How to Get Your Team to Support Tough Decisions

Vikas Joshi
March 31, 2017

In good times, it is relatively easy to have people on board with decisions. But the rough times are when the true mettle of an organization gets tested. Recession, political upheaval, unexpected influx of competitors, paradigm shifts in society that you couldn’t anticipate, or simply poor judgement on your part—there are any number of factors that can put the brakes on growth and force you to recalibrate. Before you know it, you are faced with tough decisions. Whether you are cutting budgets, adding work hours, or shutting down product lines, how do you ensure that your team rallies behind you to support your decisions? Team alignment becomes extremely critical at such times; but it’s also the hardest time to achieve alignment.


The question then is, how can entrepreneurial leaders generate alignment in the times of tough decisions? Unfortunately, there isn’t an easy tactical solution to this that you can deploy during the tough times. Instead, the answer lies in something far deeper and enduring that decides the very character of your organization—company values. Company values are important not because they sound good, but because they help orient employee perspective and put tough decisions in the right context.

Here are four key aspects of incorporating solid company values on the ground: establishing values early; prioritizing stakeholders; telling vivid stories; and very importantly, challenging values periodically. In this article, I illustrate each point with examples drawn from my own work life at Harbinger Group.

Establish Values Early

It’s crazy to say you will wait for the startup to grow big and then worry about values. You can’t possibly instill values retrospectively when it is time to take those tough calls. If you anticipate making tough decisions together, you team needs the right values. The earlier you have values in place, the less confused everyone will feel.

I remember a time when Harbinger was a startup with no more than 30 employees. One of our Silicon Valley customers needed a type of service that we had no prior experience with. Granted, we had the capability to build it, but there was hardly any time to learn new skills, and the customer was in a hurry. We faced a hard decision: If we didn’t try, we would miss out on growth, but if we messed up we would lose a customer.

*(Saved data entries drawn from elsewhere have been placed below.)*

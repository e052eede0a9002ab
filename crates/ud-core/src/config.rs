//! Configuration types and loading
//!
//! Defaults are overridden by an optional config file, then by `USERDESK_*`
//! environment variables.

use serde::{Deserialize, Serialize};
use std::path::Path;

/// Main application configuration
#[derive(Debug, Clone, PartialEq, Deserialize, Serialize)]
pub struct AppConfig {
    /// Remote users API
    pub api: ApiConfig,

    /// Credential storage
    pub auth: AuthConfig,

    /// Listing defaults
    pub listing: ListingConfig,

    /// Log output
    pub logging: LoggingConfig,
}

#[derive(Debug, Clone, PartialEq, Deserialize, Serialize)]
pub struct ApiConfig {
    /// Base URL of the admin API, e.g. `https://host/api/admin`
    pub base_url: String,
    /// Base URL the login endpoint lives under (often the same host)
    pub auth_base_url: String,
    pub timeout_seconds: u64,
}

#[derive(Debug, Clone, PartialEq, Deserialize, Serialize)]
pub struct AuthConfig {
    /// JSON file holding the bearer token; in-memory only when unset
    pub credentials_path: Option<String>,
}

#[derive(Debug, Clone, PartialEq, Deserialize, Serialize)]
pub struct ListingConfig {
    pub default_page_size: u32,
    /// Country counted as "domestic" by the statistics
    pub home_country: String,
}

#[derive(Debug, Clone, PartialEq, Deserialize, Serialize)]
pub struct LoggingConfig {
    /// `tracing_subscriber::EnvFilter` directive, overridden by `RUST_LOG`
    pub filter: String,
    /// Emit JSON lines instead of human-readable output
    pub json: bool,
}

impl Default for AppConfig {
    fn default() -> Self {
        Self {
            api: ApiConfig {
                base_url: "http://localhost:8000/api/admin".to_string(),
                auth_base_url: "http://localhost:8000/api/admin".to_string(),
                timeout_seconds: 30,
            },
            auth: AuthConfig {
                credentials_path: None,
            },
            listing: ListingConfig {
                default_page_size: crate::pagination::DEFAULT_PAGE_SIZE,
                home_country: "ایران".to_string(),
            },
            logging: LoggingConfig {
                filter: "info".to_string(),
                json: false,
            },
        }
    }
}

/// Configuration error
#[derive(Debug, thiserror::Error)]
pub enum ConfigError {
    #[error("Invalid value for {key}: {message}")]
    InvalidValue { key: String, message: String },
    #[error("Config file error: {0}")]
    FileError(String),
}

impl From<config::ConfigError> for ConfigError {
    fn from(err: config::ConfigError) -> Self {
        ConfigError::FileError(err.to_string())
    }
}

impl AppConfig {
    /// Load configuration from environment variables
    pub fn from_env() -> Result<Self, ConfigError> {
        let mut config = Self::default();
        config.apply_overrides(|key| std::env::var(key).ok())?;
        Ok(config)
    }

    /// Load configuration from an optional file, then apply environment overrides.
    ///
    /// The file format is picked from its extension (`.toml`, `.json`, `.yaml`).
    pub fn load(path: Option<&Path>) -> Result<Self, ConfigError> {
        let mut builder =
            config::Config::builder().add_source(config::Config::try_from(&Self::default())?);
        if let Some(path) = path {
            builder = builder.add_source(config::File::from(path).required(true));
        }
        let mut config: Self = builder.build()?.try_deserialize()?;
        config.apply_overrides(|key| std::env::var(key).ok())?;
        Ok(config)
    }

    /// Apply `USERDESK_*` overrides read through `lookup`
    pub fn apply_overrides(
        &mut self,
        lookup: impl Fn(&str) -> Option<String>,
    ) -> Result<(), ConfigError> {
        // API
        if let Some(url) = lookup("USERDESK_API_URL") {
            self.api.base_url = url.trim_end_matches('/').to_string();
        }
        if let Some(url) = lookup("USERDESK_AUTH_URL") {
            self.api.auth_base_url = url.trim_end_matches('/').to_string();
        }
        if let Some(secs) = lookup("USERDESK_TIMEOUT_SECONDS") {
            self.api.timeout_seconds = parse_value("USERDESK_TIMEOUT_SECONDS", &secs)?;
        }

        // Auth
        if let Some(path) = lookup("USERDESK_CREDENTIALS_PATH") {
            self.auth.credentials_path = Some(path);
        }

        // Listing
        if let Some(size) = lookup("USERDESK_PAGE_SIZE") {
            let size: u32 = parse_value("USERDESK_PAGE_SIZE", &size)?;
            if size == 0 {
                return Err(ConfigError::InvalidValue {
                    key: "USERDESK_PAGE_SIZE".into(),
                    message: "must be positive".into(),
                });
            }
            self.listing.default_page_size = size;
        }
        if let Some(country) = lookup("USERDESK_HOME_COUNTRY") {
            self.listing.home_country = country;
        }

        // Logging
        if let Some(filter) = lookup("USERDESK_LOG") {
            self.logging.filter = filter;
        }
        if let Some(v) = lookup("USERDESK_LOG_JSON") {
            self.logging.json = v == "true" || v == "1" || v == "yes";
        }

        Ok(())
    }
}

impl ApiConfig {
    /// Per-request timeout for the HTTP client
    pub fn request_timeout(&self) -> std::time::Duration {
        std::time::Duration::from_secs(self.timeout_seconds)
    }
}

fn parse_value<T>(key: &str, raw: &str) -> Result<T, ConfigError>
where
    T: std::str::FromStr,
    T::Err: std::fmt::Display,
{
    raw.trim().parse().map_err(|e: T::Err| ConfigError::InvalidValue {
        key: key.to_string(),
        message: e.to_string(),
    })
}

What came in handy was one of Harbinger’s core values – Agility. Our team accepted the challenge with enthusiasm and turned around a proposal literally over a weekend, and moved in to start the project as soon as approval came through. The team put everything into it and made the project a success, eventually winning a lot more business with that customer. Agility predisposed us to embracing this opportunity with speed and flexibility: It is as though were ready to jump together. If agility were to be an afterthought, it would have been too late to build consensus and move fast.

Prioritize Stakeholders

All other factors being equal, who gets the priority: customers, employees, or shareholders? At Harbinger, we practice customer-centricity. We say customers first. We do not say employees first. Nobody even mentions shareholders much. For us, the prime purpose of all our activity is to serve the customer. That reflects in our policies and practices.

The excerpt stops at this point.